(Information provided)

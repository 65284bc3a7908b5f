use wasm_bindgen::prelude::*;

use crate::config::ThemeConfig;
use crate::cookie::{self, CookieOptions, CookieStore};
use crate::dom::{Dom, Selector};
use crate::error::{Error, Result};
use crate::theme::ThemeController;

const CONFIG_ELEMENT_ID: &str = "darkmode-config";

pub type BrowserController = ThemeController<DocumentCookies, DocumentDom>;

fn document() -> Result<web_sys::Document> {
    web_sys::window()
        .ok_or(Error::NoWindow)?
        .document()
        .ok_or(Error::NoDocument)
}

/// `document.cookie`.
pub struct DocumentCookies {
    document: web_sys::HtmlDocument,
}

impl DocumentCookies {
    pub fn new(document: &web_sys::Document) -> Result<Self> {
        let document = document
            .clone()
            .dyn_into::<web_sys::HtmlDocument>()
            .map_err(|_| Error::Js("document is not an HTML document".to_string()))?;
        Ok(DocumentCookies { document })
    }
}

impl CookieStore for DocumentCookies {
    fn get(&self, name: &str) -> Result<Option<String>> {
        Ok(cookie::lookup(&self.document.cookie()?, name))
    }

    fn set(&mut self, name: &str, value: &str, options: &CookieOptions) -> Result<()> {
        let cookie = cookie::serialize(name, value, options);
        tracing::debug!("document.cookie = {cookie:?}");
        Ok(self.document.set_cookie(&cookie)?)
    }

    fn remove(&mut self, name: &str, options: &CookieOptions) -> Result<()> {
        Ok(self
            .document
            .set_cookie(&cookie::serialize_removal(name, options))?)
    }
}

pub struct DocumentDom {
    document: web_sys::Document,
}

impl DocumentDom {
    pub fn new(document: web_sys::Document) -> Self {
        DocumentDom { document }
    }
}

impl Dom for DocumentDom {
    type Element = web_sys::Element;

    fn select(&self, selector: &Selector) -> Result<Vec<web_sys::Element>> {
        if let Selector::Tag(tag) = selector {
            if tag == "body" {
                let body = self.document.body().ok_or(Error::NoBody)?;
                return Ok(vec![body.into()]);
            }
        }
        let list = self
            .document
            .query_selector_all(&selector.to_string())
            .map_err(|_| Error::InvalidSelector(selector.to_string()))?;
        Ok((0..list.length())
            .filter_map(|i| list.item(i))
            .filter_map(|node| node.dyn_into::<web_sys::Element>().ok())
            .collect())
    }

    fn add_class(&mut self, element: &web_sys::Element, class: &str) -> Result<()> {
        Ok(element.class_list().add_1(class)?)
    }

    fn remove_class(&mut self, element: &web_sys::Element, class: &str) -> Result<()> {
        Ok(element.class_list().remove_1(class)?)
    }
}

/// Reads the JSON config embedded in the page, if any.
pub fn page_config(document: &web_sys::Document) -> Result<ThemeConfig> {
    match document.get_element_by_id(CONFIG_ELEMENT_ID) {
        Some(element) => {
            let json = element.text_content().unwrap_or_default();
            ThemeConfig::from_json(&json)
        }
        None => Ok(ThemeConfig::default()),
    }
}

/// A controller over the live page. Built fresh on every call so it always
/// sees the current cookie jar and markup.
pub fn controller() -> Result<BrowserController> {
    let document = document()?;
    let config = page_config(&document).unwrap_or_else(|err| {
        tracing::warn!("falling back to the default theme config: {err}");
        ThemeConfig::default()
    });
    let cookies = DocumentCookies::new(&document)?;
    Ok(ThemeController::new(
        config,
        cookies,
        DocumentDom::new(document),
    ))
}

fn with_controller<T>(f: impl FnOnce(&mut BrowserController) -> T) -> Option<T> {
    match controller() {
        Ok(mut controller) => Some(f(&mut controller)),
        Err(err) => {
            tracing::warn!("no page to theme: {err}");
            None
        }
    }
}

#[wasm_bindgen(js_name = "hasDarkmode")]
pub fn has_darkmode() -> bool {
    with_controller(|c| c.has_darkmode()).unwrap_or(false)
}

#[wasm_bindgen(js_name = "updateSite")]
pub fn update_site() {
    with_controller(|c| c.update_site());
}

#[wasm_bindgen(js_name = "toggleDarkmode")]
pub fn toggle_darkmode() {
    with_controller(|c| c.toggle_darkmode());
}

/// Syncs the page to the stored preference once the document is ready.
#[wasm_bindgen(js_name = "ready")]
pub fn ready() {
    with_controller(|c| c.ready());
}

(The task) What lines in the records above include the string "DocumentDom"? Copy each one.

(Solved exercise)
pub type BrowserController = ThemeController<DocumentCookies, DocumentDom>;
pub struct DocumentDom {
impl DocumentDom {
        DocumentDom { document }
impl Dom for DocumentDom {
        DocumentDom::new(document),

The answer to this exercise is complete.